Auch Dr. Günter Jonitz beklagte diese Ökonomisierung des Gesundheitswesens vehemet. Es sind Anforderungen in Form von Controlern, die die Ärzte dazu anhalten würden, Umsätze zu generieren. Das heißt im Klartext, sie soll die OPs nicht mit Menschen füllen, die keine Hilfe mehr benötigen würden. Organspende ist in den meisten Krankenhäusern eine „exotische Maßnahme“ brachte Ulrich Frei, der Ärztliche Direktor der Charité, das Drama auf den Punkt. Das Klinikpersonal auf Intensivstationen und in Operationssälen verfüge keineswegs flächendeckend über die notwendigen Fachkenntnisse zum Thema. Und nicht einmal Ärzte hätten in Deutschland flächendeckend einen Organspendeausweis. Es gäbe Teams, in denen sich kein einziger Mitarbeiter für eine Organspende entscheiden wolle. Mangelt es an Vertrauen gegenüber dem gesamten Prozedere – von der Feststellung des Hirntodes bis zur Organvergabe?
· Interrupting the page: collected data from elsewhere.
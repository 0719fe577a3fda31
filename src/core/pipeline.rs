//! Enrichment 批次管線：extract → transform → load。
//!
//! transform 是系統的控制核心：Validating → DomainChecking →
//! TaxIdEnriching 三個階段依序跑完整批。註冊局查詢受單一全域配額
//! （每個窗口最多 N 次呼叫）限制，所以整個管線是單一邏輯執行緒，
//! 平行化沒有意義，只會更快撞上 429。
//!
//! 所有跨列的可變狀態（配額計數、domain memo、統計）都是
//! transform 呼叫內的區域變數，不同批次之間互不干擾。

use crate::core::cache::EnrichmentCache;
use crate::core::dns::domain_exists;
use crate::core::email::{extract_domain, is_format_valid, normalize_tax_id};
use crate::core::segment::macro_segment;
use crate::domain::model::{
    EnrichPhase, EnrichedBatch, EnrichedRecord, Enrichment, LookupOutcome, ProgressEvent,
    ProspectRecord, RecordBatch, RegistryInfo, ENRICHMENT_COLUMNS,
};
use crate::domain::ports::{
    ConfigProvider, DnsResolver, Pipeline, ProgressSink, RegistryLookup, Storage,
};
use crate::utils::error::{EnrichError, Result};
use crate::utils::stats::RunStats;
use std::collections::HashMap;
use std::time::Duration;
use tokio::sync::watch;

/// 輸出檔名，沿用產品既有的下載檔名
pub const OUTPUT_FILENAME: &str = "base_enriquecida.csv";

/// 預設進度回呼：寫進 log
pub struct TracingProgress;

impl ProgressSink for TracingProgress {
    fn on_event(&self, event: &ProgressEvent) {
        match event {
            ProgressEvent::PhaseStarted(EnrichPhase::Validating) => {
                tracing::info!("📧 Validating e-mail formats...")
            }
            ProgressEvent::PhaseStarted(EnrichPhase::DomainChecking) => {
                tracing::info!("🌐 Checking e-mail domains via DNS...")
            }
            ProgressEvent::PhaseStarted(EnrichPhase::TaxIdEnriching) => {
                tracing::info!("🏢 Looking up tax ids against the public registry (paced, may take a while)...")
            }
            ProgressEvent::PhaseStarted(EnrichPhase::Done) => {
                tracing::info!("✅ Enrichment finished")
            }
            ProgressEvent::CooldownStarted { seconds } => {
                tracing::info!("⏳ Quota window exhausted, cooling down for {}s...", seconds)
            }
            ProgressEvent::CooldownFinished => tracing::debug!("⏳ Cooldown finished"),
            ProgressEvent::RecordEnriched {
                index,
                total,
                cache_hit,
            } => tracing::debug!(
                "🏢 Record {}/{} enriched (cache hit: {})",
                index + 1,
                total,
                cache_hit
            ),
        }
    }
}

/// 配額窗口計數。窗口內的呼叫數達到上限後必須冷卻並歸零
struct QuotaWindow {
    calls_in_window: u32,
    max_calls: u32,
}

impl QuotaWindow {
    fn new(max_calls: u32) -> Self {
        Self {
            calls_in_window: 0,
            max_calls,
        }
    }

    fn exhausted(&self) -> bool {
        self.calls_in_window >= self.max_calls
    }

    fn record_call(&mut self) {
        self.calls_in_window += 1;
    }

    fn reset(&mut self) {
        self.calls_in_window = 0;
    }
}

pub struct EnrichPipeline<S: Storage, C: ConfigProvider> {
    storage: S,
    config: C,
    dns: Box<dyn DnsResolver>,
    registry: Box<dyn RegistryLookup>,
    progress: Box<dyn ProgressSink>,
    cancel: Option<watch::Receiver<bool>>,
}

impl<S: Storage, C: ConfigProvider> EnrichPipeline<S, C> {
    pub fn new(
        storage: S,
        config: C,
        dns: Box<dyn DnsResolver>,
        registry: Box<dyn RegistryLookup>,
    ) -> Self {
        Self {
            storage,
            config,
            dns,
            registry,
            progress: Box::new(TracingProgress),
            cancel: None,
        }
    }

    pub fn with_progress(mut self, progress: Box<dyn ProgressSink>) -> Self {
        self.progress = progress;
        self
    }

    /// 提供取消通道。取消只在冷卻等待中生效：快取每寫一筆就落盤，
    /// 中斷不會丟失已完成的查詢
    pub fn with_cancellation(mut self, cancel: watch::Receiver<bool>) -> Self {
        self.cancel = Some(cancel);
        self
    }

    async fn cooldown(&self) -> Result<()> {
        let seconds = self.config.cooldown_seconds();
        self.progress
            .on_event(&ProgressEvent::CooldownStarted { seconds });

        let sleep = tokio::time::sleep(Duration::from_secs(seconds));
        match self.cancel.clone() {
            Some(mut rx) => {
                tokio::select! {
                    _ = sleep => {}
                    _ = wait_for_cancel(&mut rx) => return Err(EnrichError::Cancelled),
                }
            }
            None => sleep.await,
        }

        self.progress.on_event(&ProgressEvent::CooldownFinished);
        Ok(())
    }

    /// 一次註冊局查詢，失敗一律降級為 None（該列空白、記負向快取），
    /// 各失敗類別分開記 log 與統計
    async fn perform_lookup(&self, tax_id: &str, stats: &mut RunStats) -> Option<RegistryInfo> {
        match self.registry.lookup(tax_id).await {
            Ok(LookupOutcome::Found(info)) => {
                stats.registry_hits += 1;
                Some(info)
            }
            Ok(LookupOutcome::NotFound) => {
                stats.registry_misses += 1;
                tracing::info!("🏢 Registry has no data for {}", tax_id);
                None
            }
            Ok(LookupOutcome::QuotaExceeded) => {
                stats.quota_rejections += 1;
                tracing::warn!(
                    "🏢 Registry rejected {}: quota exceeded (429), recording a negative entry",
                    tax_id
                );
                None
            }
            Ok(LookupOutcome::Failed(status)) => {
                stats.lookup_failures += 1;
                tracing::warn!("🏢 Registry lookup for {} failed with status {}", tax_id, status);
                None
            }
            Err(e) => {
                stats.lookup_failures += 1;
                tracing::warn!("🏢 Registry lookup for {} failed: {}", tax_id, e);
                None
            }
        }
    }
}

/// 只在收到 true 時完成；發送端消失就永遠等下去（等同不可取消）
async fn wait_for_cancel(rx: &mut watch::Receiver<bool>) {
    loop {
        if *rx.borrow() {
            return;
        }
        if rx.changed().await.is_err() {
            std::future::pending::<()>().await;
        }
    }
}

#[async_trait::async_trait]
impl<S: Storage, C: ConfigProvider> Pipeline for EnrichPipeline<S, C> {
    async fn extract(&self) -> Result<RecordBatch> {
        let bytes = self.storage.read_file(self.config.input_path()).await?;

        let mut reader = csv::ReaderBuilder::new()
            .delimiter(self.config.csv_delimiter())
            .flexible(true)
            .from_reader(bytes.as_slice());

        let headers: Vec<String> = reader.headers()?.iter().map(str::to_string).collect();

        for column in [self.config.email_column(), self.config.tax_id_column()] {
            if !headers.iter().any(|h| h.as_str() == column) {
                return Err(EnrichError::ColumnNotFoundError {
                    column: column.to_string(),
                });
            }
        }

        let mut records = Vec::new();
        for row in reader.records() {
            let row = row?;
            let data = headers
                .iter()
                .cloned()
                .zip(row.iter().map(str::to_string))
                .collect();
            records.push(ProspectRecord { data });
        }

        tracing::info!(
            "📄 Read {} records ({} columns) from '{}'",
            records.len(),
            headers.len(),
            self.config.input_path()
        );

        Ok(RecordBatch { headers, records })
    }

    async fn transform(&self, batch: RecordBatch) -> Result<EnrichedBatch> {
        let total = batch.records.len();
        let mut stats = RunStats::new(total);
        let email_column = self.config.email_column();
        let tax_id_column = self.config.tax_id_column();

        // 階段一：e-mail 格式驗證（純函式，逐列）
        self.progress
            .on_event(&ProgressEvent::PhaseStarted(EnrichPhase::Validating));
        let format_valid: Vec<bool> = batch
            .records
            .iter()
            .map(|record| is_format_valid(record.field(email_column)))
            .collect();
        stats.valid_email_formats = format_valid.iter().filter(|v| **v).count();

        // 階段二：domain 存在性。很多列共用同一個 domain，
        // memo 保證每個 domain 本次執行最多查一次（不跨執行持久化）
        self.progress
            .on_event(&ProgressEvent::PhaseStarted(EnrichPhase::DomainChecking));
        let mut domain_memo: HashMap<String, bool> = HashMap::new();
        let mut domain_ok = Vec::with_capacity(total);
        for record in &batch.records {
            let exists = match extract_domain(record.field(email_column)) {
                Some(domain) => match domain_memo.get(&domain) {
                    Some(cached) => *cached,
                    None => {
                        let found = domain_exists(self.dns.as_ref(), &domain).await;
                        domain_memo.insert(domain, found);
                        found
                    }
                },
                None => false,
            };
            domain_ok.push(exists);
        }
        stats.distinct_domains = domain_memo.len();
        stats.existing_domains = domain_ok.iter().filter(|v| **v).count();

        // 階段三：配額節奏下的註冊局查詢，經過持久化快取。
        // 依輸入順序逐列處理，輸出順序是正確性不變量
        self.progress
            .on_event(&ProgressEvent::PhaseStarted(EnrichPhase::TaxIdEnriching));
        let mut cache = EnrichmentCache::load(&self.storage, self.config.cache_path()).await?;
        let mut quota = QuotaWindow::new(self.config.max_calls_per_window());
        let mut registry_results: Vec<Option<RegistryInfo>> = Vec::with_capacity(total);

        for (index, record) in batch.records.iter().enumerate() {
            let raw_tax_id = record.field(tax_id_column);
            let (info, cache_hit) = match normalize_tax_id(raw_tax_id) {
                // 格式不合：直接空白，不消耗配額
                None => {
                    stats.invalid_tax_ids += 1;
                    (None, false)
                }
                Some(tax_id) => match cache.get(&tax_id) {
                    // 查過就不再查，負向條目也是終態
                    Some(cached) => {
                        stats.cache_hits += 1;
                        (cached.clone(), true)
                    }
                    None => {
                        if quota.exhausted() {
                            stats.cooldowns += 1;
                            self.cooldown().await?;
                            quota.reset();
                        }

                        let info = self.perform_lookup(&tax_id, &mut stats).await;
                        quota.record_call();
                        stats.registry_calls += 1;
                        cache.put(&self.storage, tax_id, info.clone()).await?;
                        (info, false)
                    }
                },
            };

            self.progress.on_event(&ProgressEvent::RecordEnriched {
                index,
                total,
                cache_hit,
            });
            registry_results.push(info);
        }

        self.progress
            .on_event(&ProgressEvent::PhaseStarted(EnrichPhase::Done));
        stats.log_summary();

        let mut headers = batch.headers;
        headers.extend(ENRICHMENT_COLUMNS.iter().map(|c| c.to_string()));

        let rows = batch
            .records
            .into_iter()
            .zip(registry_results)
            .enumerate()
            .map(|(i, (record, registry))| {
                let segment = registry
                    .as_ref()
                    .map(|info| macro_segment(&info.activity_code).to_string())
                    .unwrap_or_default();
                EnrichedRecord {
                    record,
                    enrichment: Enrichment {
                        email_format_valid: format_valid[i],
                        domain_exists: domain_ok[i],
                        registry,
                        segment,
                    },
                }
            })
            .collect();

        Ok(EnrichedBatch { headers, rows })
    }

    async fn load(&self, result: EnrichedBatch) -> Result<String> {
        let output_path = format!(
            "{}/{}",
            self.config.output_path().trim_end_matches('/'),
            OUTPUT_FILENAME
        );

        let mut writer = csv::WriterBuilder::new()
            .delimiter(self.config.csv_delimiter())
            .from_writer(Vec::new());

        writer.write_record(&result.headers)?;

        let original_count = result.headers.len() - ENRICHMENT_COLUMNS.len();
        let original_headers = &result.headers[..original_count];

        for row in &result.rows {
            let mut fields: Vec<String> = original_headers
                .iter()
                .map(|h| row.record.field(h).to_string())
                .collect();
            fields.extend(row.enrichment.to_fields());
            writer.write_record(&fields)?;
        }

        let bytes = writer
            .into_inner()
            .map_err(|e| EnrichError::ProcessingError {
                message: format!("CSV writer flush failed: {}", e),
            })?;

        tracing::debug!("💾 Writing {} bytes to '{}'", bytes.len(), output_path);
        self.storage.write_file(&output_path, &bytes).await?;

        Ok(output_path)
    }
}
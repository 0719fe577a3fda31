pub mod cli;
pub mod toml_config;

#[cfg(feature = "cli")]
use crate::core::ConfigProvider;
#[cfg(feature = "cli")]
use crate::utils::error::{EnrichError, Result};
#[cfg(feature = "cli")]
use crate::utils::validation::{
    validate_delimiter, validate_non_empty_string, validate_path, validate_positive_number,
    validate_url, Validate,
};
#[cfg(feature = "cli")]
use clap::Parser;

#[cfg(feature = "cli")]
#[derive(Debug, Clone, Parser)]
#[command(name = "valida-prospect")]
#[command(about = "Enriches a B2B prospect list with e-mail, DNS and CNPJ registry signals")]
pub struct CliConfig {
    #[arg(long, help = "Input file with prospect records (delimited text)")]
    pub input: Option<String>,

    #[arg(long, default_value = "./output")]
    pub output_path: String,

    #[arg(long, default_value = "https://publica.cnpj.ws/cnpj")]
    pub registry_endpoint: String,

    #[arg(long, default_value = "Email", help = "Name of the e-mail column")]
    pub email_column: String,

    #[arg(long, default_value = "CNPJ", help = "Name of the CNPJ column")]
    pub cnpj_column: String,

    #[arg(long, default_value = "./output/cnpj_cache.json")]
    pub cache_path: String,

    #[arg(long, default_value = ";", help = "CSV delimiter (single ASCII character)")]
    pub delimiter: String,

    #[arg(long, default_value = "3")]
    pub max_calls_per_window: u32,

    #[arg(long, default_value = "65")]
    pub cooldown_seconds: u64,

    #[arg(long, default_value = "10")]
    pub timeout_seconds: u64,

    #[arg(long, help = "Enable verbose output")]
    pub verbose: bool,

    #[arg(long, help = "Emit logs as JSON (for non-interactive runs)")]
    pub log_json: bool,

    #[arg(long, help = "Load settings from a TOML file instead of flags")]
    pub config: Option<String>,
}

#[cfg(feature = "cli")]
impl ConfigProvider for CliConfig {
    fn registry_endpoint(&self) -> &str {
        &self.registry_endpoint
    }

    fn input_path(&self) -> &str {
        self.input.as_deref().unwrap_or("")
    }

    fn output_path(&self) -> &str {
        &self.output_path
    }

    fn email_column(&self) -> &str {
        &self.email_column
    }

    fn tax_id_column(&self) -> &str {
        &self.cnpj_column
    }

    fn cache_path(&self) -> &str {
        &self.cache_path
    }

    fn csv_delimiter(&self) -> u8 {
        self.delimiter.as_bytes().first().copied().unwrap_or(b';')
    }

    fn max_calls_per_window(&self) -> u32 {
        self.max_calls_per_window
    }

    fn cooldown_seconds(&self) -> u64 {
        self.cooldown_seconds
    }

    fn request_timeout_seconds(&self) -> u64 {
        self.timeout_seconds
    }
}

#[cfg(feature = "cli")]
impl Validate for CliConfig {
    fn validate(&self) -> Result<()> {
        match &self.input {
            None => {
                return Err(EnrichError::MissingConfigError {
                    field: "input".to_string(),
                })
            }
            Some(path) => validate_path("input", path)?,
        }

        validate_url("registry_endpoint", &self.registry_endpoint)?;
        validate_path("output_path", &self.output_path)?;
        validate_path("cache_path", &self.cache_path)?;
        validate_non_empty_string("email_column", &self.email_column)?;
        validate_non_empty_string("cnpj_column", &self.cnpj_column)?;
        validate_delimiter("delimiter", &self.delimiter)?;
        validate_positive_number("max_calls_per_window", self.max_calls_per_window as u64, 1)?;
        validate_positive_number("timeout_seconds", self.timeout_seconds, 1)?;

        Ok(())
    }
}
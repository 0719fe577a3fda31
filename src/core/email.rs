//! E-mail 格式驗證與 CNPJ 正規化。純函式，永不回傳錯誤：
//! 格式不合的輸入一律得到否定答案 (false / None)。

/// 驗證 e-mail 的基本格式（不保證信箱存在）。
///
/// 規則：恰好一個 `@`、local part 與 domain 去空白後非空、
/// domain 含 `.` 且不以 `.` 結尾。
pub fn is_format_valid(email: &str) -> bool {
    let email = email.trim();

    let mut parts = email.split('@');
    let (local, domain) = match (parts.next(), parts.next(), parts.next()) {
        (Some(local), Some(domain), None) => (local, domain),
        _ => return false,
    };

    if local.trim().is_empty() || domain.trim().is_empty() {
        return false;
    }

    if !domain.contains('.') || domain.ends_with('.') {
        return false;
    }

    true
}

/// 取出 domain（最後一個 `@` 之後的部分），小寫、去空白。
/// 沒有 `@` 或結果為空時回傳 None。
pub fn extract_domain(email: &str) -> Option<String> {
    let email = email.trim();
    if !email.contains('@') {
        return None;
    }

    let domain = email.rsplit('@').next()?.trim().to_lowercase();
    if domain.is_empty() {
        None
    } else {
        Some(domain)
    }
}

/// 去掉非數字字元並要求恰好 14 位（CNPJ 的正規化格式）。
/// 不足或超過 14 位時回傳 None，該筆不消耗查詢配額。
pub fn normalize_tax_id(tax_id: &str) -> Option<String> {
    let digits: String = tax_id.chars().filter(char::is_ascii_digit).collect();
    if digits.len() == 14 {
        Some(digits)
    } else {
        None
    }
}

#[cfg(test)]
mod tests {
    use super::*;

    #[test]
    fn test_valid_formats() {
        assert!(is_format_valid("a@b.com"));
        assert!(is_format_valid("  user@example.com.br  "));
        assert!(is_format_valid("user.name+tag@sub.example.com"));
    }

    #[test]
    fn test_missing_or_repeated_at_sign() {
        assert!(!is_format_valid("ab.com"));
        assert!(!is_format_valid(""));
        assert!(!is_format_valid("a@b@c.com"));
        assert!(!is_format_valid("@"));
    }

    #[test]
    fn test_empty_parts() {
        assert!(!is_format_valid("@b.com"));
        assert!(!is_format_valid("a@"));
        assert!(!is_format_valid("   @b.com"));
    }

    #[test]
    fn test_domain_dot_rules() {
        assert!(!is_format_valid("a@bcom"));
        assert!(!is_format_valid("a@b."));
        assert!(is_format_valid("a@b.c"));
    }

    #[test]
    fn test_extract_domain_lowercases_and_trims() {
        assert_eq!(extract_domain("User@Example.COM"), Some("example.com".to_string()));
        assert_eq!(extract_domain("  user@ Example.com "), Some("example.com".to_string()));
    }

    #[test]
    fn test_extract_domain_uses_last_at_sign() {
        assert_eq!(extract_domain("a@b@c.com"), Some("c.com".to_string()));
    }

    #[test]
    fn test_extract_domain_absent() {
        assert_eq!(extract_domain("no-at-sign"), None);
        assert_eq!(extract_domain("user@"), None);
        assert_eq!(extract_domain(""), None);
    }

    #[test]
    fn test_normalize_tax_id() {
        assert_eq!(
            normalize_tax_id("12.345.678/0001-95"),
            Some("12345678000195".to_string())
        );
        assert_eq!(
            normalize_tax_id("12345678000195"),
            Some("12345678000195".to_string())
        );
        assert_eq!(normalize_tax_id("123"), None);
        assert_eq!(normalize_tax_id("123456780001950"), None);
        assert_eq!(normalize_tax_id(""), None);
        assert_eq!(normalize_tax_id("abc"), None);
    }
}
Dr. Michael de Ridder ließ die sachlich geführte Diskussion schließlich deutlich emotionaler werden. Der ehemalige Leiter der Rettungsstelle im Urban-Krankenhaus  macht eine „unredliche Aufklärung“ für den Misstand verantwortlich. Seiner Ansicht nach ist nicht erst der Organspendeskandel von 2012 für die sinkende Spenderbereitschaft verantwortlich. Die Ängst derer, die sich als Organspender bereit erklären sollen, findet de Ridder viel zu wenig berücksichtigt. Ihm scheint es sogar, als sollen wir alle unter moralischen Druck gesetzt werden, damit Organspende unabhängig von allen individuellen, emotionalen oder religiösen Überlegungen einfach Usus wird. Genaus das aber erzeugt Unbehagen, wo eigentlich doch schon Zustimmung am Horizont erscheinen würde.

Kämpferisch: Dr. Michael de Ridder (links), Foto: Ralf Klingelhöfer

Wie lebt es sich mit einem fremden Organ?

Angehörige eines Organspenders sind am Ende meist sehr froh über ihre Entscheidung. Darauf verwies Prof. Falk. Einem anderen Menschen geholfen zu haben, kann über den eigenen Verlust hinwegtrösten. So geht das Leben weiter. Ein anderer muss nicht sterben und hat die Chance auf eine neue Lebensqualität.

Wie es denen ergeht, die ein Organ erhalten, vermittelte Gudrun Ziegler vom Forum Organtransplantation Berlin e.V. Leider wurde sie nur aus dem Publikum heraus interviewt. „Ich habe mich in der Wartezeit gefragt, warum soll ich von meinen Mitmenschen die Rettung meines Lebens erwarten? Zunächst hofft man auf die Hilfe der Medizin. Dann begreift man, auch dort Hilfslosigkeit, Warten und Zuschauen wie Patienten, denen Ärzte helfen könnten, sterben müssen.“ Den vollständigen Betrag von Gudrun Ziegler können Sie in der Broschüre des Tagesspiegels nachlesen.

Schon dieser kurze Einblick in die Vielfalt der Themen, die am 24.09.2018 zur Sprache kamen, zeigt: Wir müssen uns mehr mit dem Thema Organspende befassen. Jeder von uns muss das tun. Er sollte sich dazu einerseits selbst befragen und sich andererseits mit Informationen aus möglichst vielen Quellen versorgen. Mehr Hintergrundwissen bedeutet nicht unbedingt ein klares JA oder NEIN. Es kann durchaus passieren, dass es im Laufe des Lebens und durch einen neuen Wissensstand zu einer anderen Entscheidung kommt. Aber das ist allemal besser, als das Thema einfach auszublenden. Niemand sollte anderen aufbürden, was er für sich selbst viel besser selbst entscheiden kann.